CPS’s Sordid Sorting
“WBEZ found few schools in the city enroll the full span of students,” Linda Lutton reports.
“Instead, low-scoring students and high-scoring students in particular are attending completely different high schools. Other schools enroll a glut of average kids.”
This is what happens in a “district of choice,” and it’s quite damaging. In a district based on neighborhood schools, you certainly will lack socioeconomic diversity in a segregated city, but you will will also have classrooms filled with students of varying ability, which can benefit everybody.
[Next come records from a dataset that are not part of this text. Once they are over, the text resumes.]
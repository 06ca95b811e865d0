//! Serve CLI command: run both refresh loops until shutdown.

use super::PatrolApp;
use crate::storage::{DocumentStore, FileStore};
use anyhow::Result;
use std::future::Future;
use tokio::sync::watch;

/// Runs the snapshot and folder index loops until `shutdown` resolves.
///
/// Both loops tick immediately, so the views are populated right after
/// start. In-flight cycles are cancelled and awaited before returning.
pub async fn cmd_serve<D, F>(app: &PatrolApp<D, F>, shutdown: impl Future<Output = ()>) -> Result<()>
where
    D: DocumentStore + 'static,
    F: FileStore + 'static,
{
    let (tx, rx) = watch::channel(false);
    let candidates = app.candidate_task().spawn(rx.clone());
    let folders = app.folder_task().spawn(rx);

    tracing::info!(
        database = %app.config().document_store.database,
        root_folder = %app.config().file_store.root_folder_id,
        "Planet Patrol sync engine started"
    );

    shutdown.await;
    tracing::info!("Shutdown requested, stopping refresh loops");
    // Receivers treat a dropped sender as shutdown too.
    let _ = tx.send(true);

    for (name, handle) in [("candidates", candidates), ("folders", folders)] {
        if let Err(e) = handle.await {
            tracing::warn!(source = name, error = %e, "Refresh loop ended abnormally");
        }
    }

    let state = app.state();
    tracing::info!(
        candidates = state.candidates.load().len(),
        folders = state.folders.load().len(),
        "Stopped"
    );
    Ok(())
}

/// Resolves on Ctrl-C.
pub async fn ctrl_c() {
    if let Err(e) = tokio::signal::ctrl_c().await {
        tracing::error!(error = %e, "Failed to listen for Ctrl-C, shutting down");
    }
}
Consigning whole schools to slots on a totem pole only creates a death spiral for those on the bottom.
Another benefit to neighborhood schools is creating and maintaining a sense of community, which is vital if we are going to have a public sphere. In the sorting world, it’s everyone for themselves, much like national universities and similar institutions where the elite separate themselves from the vast majority of the citizenry, which just happens to describe Rahm Emanuel’s path through life.
I’d love to live in a world where everyone went to State U and there was no Ivy League. Now we’re re-creating that dynamic in our high schools – and in some instances among crazed parents in elementary and pre-schools. Stop the madness, please.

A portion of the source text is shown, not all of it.